(Collected data entries)
——
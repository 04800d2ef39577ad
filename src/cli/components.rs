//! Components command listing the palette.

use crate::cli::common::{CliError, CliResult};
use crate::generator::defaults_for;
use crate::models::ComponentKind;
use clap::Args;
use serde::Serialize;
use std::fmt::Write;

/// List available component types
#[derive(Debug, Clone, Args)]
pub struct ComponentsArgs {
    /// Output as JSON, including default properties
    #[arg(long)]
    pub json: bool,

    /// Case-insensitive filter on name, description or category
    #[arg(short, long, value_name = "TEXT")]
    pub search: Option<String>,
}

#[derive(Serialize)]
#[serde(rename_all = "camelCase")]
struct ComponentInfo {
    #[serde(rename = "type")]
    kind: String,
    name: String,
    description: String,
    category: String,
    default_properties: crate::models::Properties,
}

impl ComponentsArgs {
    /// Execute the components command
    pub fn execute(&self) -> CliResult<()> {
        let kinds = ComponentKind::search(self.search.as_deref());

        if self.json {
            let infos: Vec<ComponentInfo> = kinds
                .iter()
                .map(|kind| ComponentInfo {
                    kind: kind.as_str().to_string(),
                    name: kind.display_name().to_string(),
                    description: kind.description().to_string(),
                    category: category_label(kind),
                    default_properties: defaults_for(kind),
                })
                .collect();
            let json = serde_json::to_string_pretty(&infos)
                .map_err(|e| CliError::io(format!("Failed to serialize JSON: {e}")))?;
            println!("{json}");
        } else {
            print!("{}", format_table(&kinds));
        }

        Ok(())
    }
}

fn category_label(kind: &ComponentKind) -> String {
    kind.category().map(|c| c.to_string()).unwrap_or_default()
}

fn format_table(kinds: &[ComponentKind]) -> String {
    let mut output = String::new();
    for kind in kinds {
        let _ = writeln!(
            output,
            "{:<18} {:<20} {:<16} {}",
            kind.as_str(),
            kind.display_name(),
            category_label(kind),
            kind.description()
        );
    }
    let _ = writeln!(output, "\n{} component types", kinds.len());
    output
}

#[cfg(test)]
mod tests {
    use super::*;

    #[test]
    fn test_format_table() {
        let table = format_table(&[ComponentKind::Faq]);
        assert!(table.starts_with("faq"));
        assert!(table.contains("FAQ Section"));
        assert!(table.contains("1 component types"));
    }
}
——
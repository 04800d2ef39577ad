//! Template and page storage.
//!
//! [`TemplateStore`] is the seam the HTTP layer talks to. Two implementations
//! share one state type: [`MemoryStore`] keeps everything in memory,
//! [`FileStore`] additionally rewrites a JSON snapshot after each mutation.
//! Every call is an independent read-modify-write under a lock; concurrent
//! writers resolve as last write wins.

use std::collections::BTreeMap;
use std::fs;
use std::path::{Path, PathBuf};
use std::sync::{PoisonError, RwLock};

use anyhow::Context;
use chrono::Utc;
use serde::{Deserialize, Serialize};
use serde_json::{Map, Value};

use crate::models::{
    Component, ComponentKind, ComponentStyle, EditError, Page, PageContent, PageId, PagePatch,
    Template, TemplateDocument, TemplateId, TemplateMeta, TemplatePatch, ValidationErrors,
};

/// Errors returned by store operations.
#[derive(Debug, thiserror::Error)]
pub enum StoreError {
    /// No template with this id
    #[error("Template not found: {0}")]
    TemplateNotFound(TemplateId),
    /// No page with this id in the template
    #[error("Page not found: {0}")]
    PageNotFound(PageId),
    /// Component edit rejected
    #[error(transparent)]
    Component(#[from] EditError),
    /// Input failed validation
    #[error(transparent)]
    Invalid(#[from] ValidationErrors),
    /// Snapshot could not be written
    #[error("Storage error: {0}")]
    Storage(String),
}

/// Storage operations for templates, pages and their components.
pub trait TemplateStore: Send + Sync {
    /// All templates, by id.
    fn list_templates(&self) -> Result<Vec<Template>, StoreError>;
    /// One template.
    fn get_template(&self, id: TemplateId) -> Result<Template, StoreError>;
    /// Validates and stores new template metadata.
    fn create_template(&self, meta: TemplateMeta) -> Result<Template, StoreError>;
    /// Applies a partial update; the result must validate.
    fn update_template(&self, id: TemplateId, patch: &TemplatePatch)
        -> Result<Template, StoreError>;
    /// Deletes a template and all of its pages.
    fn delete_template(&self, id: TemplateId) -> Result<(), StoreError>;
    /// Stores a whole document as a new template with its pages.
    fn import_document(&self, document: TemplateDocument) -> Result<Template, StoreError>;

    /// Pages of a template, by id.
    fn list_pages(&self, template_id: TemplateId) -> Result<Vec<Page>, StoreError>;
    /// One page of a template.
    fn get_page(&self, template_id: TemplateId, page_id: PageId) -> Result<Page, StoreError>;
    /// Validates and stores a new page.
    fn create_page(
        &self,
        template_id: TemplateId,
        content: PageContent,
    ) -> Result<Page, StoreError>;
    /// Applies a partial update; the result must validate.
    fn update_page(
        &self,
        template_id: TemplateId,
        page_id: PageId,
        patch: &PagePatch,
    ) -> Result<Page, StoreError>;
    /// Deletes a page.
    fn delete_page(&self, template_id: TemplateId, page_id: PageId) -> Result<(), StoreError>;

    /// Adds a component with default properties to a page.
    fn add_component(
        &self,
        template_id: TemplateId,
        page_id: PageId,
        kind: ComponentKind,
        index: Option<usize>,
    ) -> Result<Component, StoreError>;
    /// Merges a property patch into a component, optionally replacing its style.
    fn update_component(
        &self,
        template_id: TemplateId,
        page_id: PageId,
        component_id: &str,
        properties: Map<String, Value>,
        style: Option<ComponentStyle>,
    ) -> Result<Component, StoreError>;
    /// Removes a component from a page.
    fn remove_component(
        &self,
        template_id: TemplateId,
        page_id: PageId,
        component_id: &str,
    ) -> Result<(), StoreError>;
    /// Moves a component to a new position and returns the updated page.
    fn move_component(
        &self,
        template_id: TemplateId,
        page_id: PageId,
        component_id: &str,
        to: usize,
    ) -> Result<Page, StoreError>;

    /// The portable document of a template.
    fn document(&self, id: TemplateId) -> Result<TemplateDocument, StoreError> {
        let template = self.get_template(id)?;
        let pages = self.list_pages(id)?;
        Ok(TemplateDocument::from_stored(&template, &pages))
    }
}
——
About this task: Among the records, count every line where "operations" appears. Reply with the total alone.

Answer area: 2